CKS Korean Film Series

October 4, 6:30pm - 8:30pm
Mānoa Campus, Center for Korean Studies Auditorium Add to Calendar

This semester the Center for Korean Studies will be screening a series of Korean films from the 1960's and 1970's that highlight the quality and diversity of Golden Age Korean cinema and showcase the work of six of Korea's most talented directors.

These six films embody a wide variety of genres including melodrama, horror, action, mystery, and suspense and are widely considered to be among the best Korean films ever made. 

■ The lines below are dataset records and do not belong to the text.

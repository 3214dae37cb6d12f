//! Error types for shared memory operations

use thiserror::Error;

/// Errors that can occur during shared memory operations
#[derive(Error, Debug)]
pub enum ShmError {
    /// Segment already exists
    #[error("Segment already exists: {name}")]
    AlreadyExists {
        /// Segment name
        name: String,
    },

    /// Segment not found
    #[error("Segment not found: {name}")]
    NotFound {
        /// Segment name
        name: String,
    },

    /// Invalid segment size
    #[error("Invalid segment size: {size} bytes")]
    InvalidSize {
        /// Attempted size in bytes
        size: usize,
    },

    /// Segment header failed validation
    #[error("Segment corrupted: {name}")]
    Corrupted {
        /// Segment name
        name: String,
    },

    /// The heap could not satisfy an allocation even after growth
    #[error("Shared heap exhausted: {requested} bytes requested")]
    Exhausted {
        /// Rounded block size that could not be placed
        requested: usize,
    },

    /// A SysV IPC object could not be created or operated on
    #[error("IPC failure in {call}: {errno}")]
    Ipc {
        /// Failing system call
        call: &'static str,
        /// Reported errno
        errno: nix::Error,
    },

    /// IO error
    #[error("IO error: {source}")]
    Io {
        /// Source IO error
        #[from]
        source: std::io::Error,
    },

    /// Nix system call error
    #[error("System call error: {source}")]
    Nix {
        /// Source nix error
        #[from]
        source: nix::Error,
    },
}

/// Result type for shared memory operations
pub type ShmResult<T> = Result<T, ShmError>;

The third film in the film series, A Day Off, was never released in theatres due to censorship, and only came to light through the Korean Film Archive in 2005. Even though it arrived on the scene 37 years after it was first made, A Day Off is so modern that it puts those years to shame. With superb artistic sensibility, the film depicts the bleak reality faced by Korea's youth during the late 1960s, when the country was hurtling toward the Constitutional revision enforced by President Park Chung-hee to ensure the longevity of his government. In A Day Off, the suffocating and distorted atmosphere of Korean society at the time is dramatically portrayed through the tragic holiday spent by a pair of impecunious lovers who are forced to seek an abortion.  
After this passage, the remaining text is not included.